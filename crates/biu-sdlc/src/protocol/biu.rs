//! BIU presence flags and controller mode bits

use std::fmt;

use serde::{Deserialize, Serialize};

const BIU_MASKS: [u64; 4] = [
    0xFFFF_0000_0000_0000,
    0x0000_FFFF_0000_0000,
    0x0000_0000_FFFF_0000,
    0x0000_0000_0000_FFFF,
];

/// 64-bit BIU mask, one 16-bit quadrant per BIU
#[derive(Debug, Clone, Copy, PartialEq, Eq, Default, Serialize, Deserialize)]
pub struct BiuMask(pub u64);

/// BIU presence flags as reported by static status (bits 0..=3)
#[derive(Debug, Clone, Copy, PartialEq, Eq, Default, Serialize, Deserialize)]
pub struct BiuFlags(pub u8);

impl BiuFlags {
    /// True when BIU number `biu` (0-based) is present
    pub fn is_set(self, biu: usize) -> bool {
        biu < 8 && self.0 & (1 << biu) != 0
    }

    /// Expand each of the four flag bits into its 16-bit quadrant.
    ///
    /// Bit 0 maps to the most significant quadrant.
    pub fn to_biu_mask(self) -> BiuMask {
        let mask = BIU_MASKS
            .iter()
            .enumerate()
            .filter(|(biu, _)| self.is_set(*biu))
            .fold(0u64, |acc, (_, quadrant)| acc | quadrant);
        BiuMask(mask)
    }
}

impl fmt::Display for BiuFlags {
    fn fmt(&self, f: &mut fmt::Formatter<'_>) -> fmt::Result {
        for biu in 0..4 {
            let group = if self.is_set(biu) {
                "1111111111111111"
            } else {
                "0000000000000000"
            };
            f.write_str(group)?;
        }
        Ok(())
    }
}

/// Controller mode byte
///
/// - bit 0: clear = TS2, set = ATC
/// - bit 1: clear = Safe, set = Normal
/// - bit 7: watchdog active
#[derive(Debug, Clone, Copy, PartialEq, Eq, Default, Serialize, Deserialize)]
pub struct StaticStatusMode(pub u8);

impl StaticStatusMode {
    /// ATC controller
    pub fn is_atc(self) -> bool {
        self.0 & 0x01 == 0x01
    }

    /// TS2 controller
    pub fn is_ts2(self) -> bool {
        !self.is_atc()
    }

    /// Normal operation
    pub fn is_normal(self) -> bool {
        self.0 & 0x02 == 0x02
    }

    /// Safe (fallback) operation
    pub fn is_safe(self) -> bool {
        !self.is_normal()
    }

    /// Watchdog timer active
    pub fn is_wdt(self) -> bool {
        self.0 & 0x80 != 0
    }
}

impl fmt::Display for StaticStatusMode {
    fn fmt(&self, f: &mut fmt::Formatter<'_>) -> fmt::Result {
        write!(f, "{:08b}, {}", self.0, self.0)?;
        f.write_str(if self.is_atc() { ",ATC" } else { ",TS2" })?;
        f.write_str(if self.is_normal() { ",Normal" } else { ",Safe" })?;
        if self.is_wdt() {
            f.write_str(",WDT")?;
        }
        Ok(())
    }
}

◆ ◆ ◆ ◆ ◆

**YOUR GOAL**. Check each line of the data above, and please copy the ones in which the string "struct" occurs.

**EXPECTED ANSWER**.
pub struct BiuMask(pub u64);
pub struct BiuFlags(pub u8);
pub struct StaticStatusMode(pub u8);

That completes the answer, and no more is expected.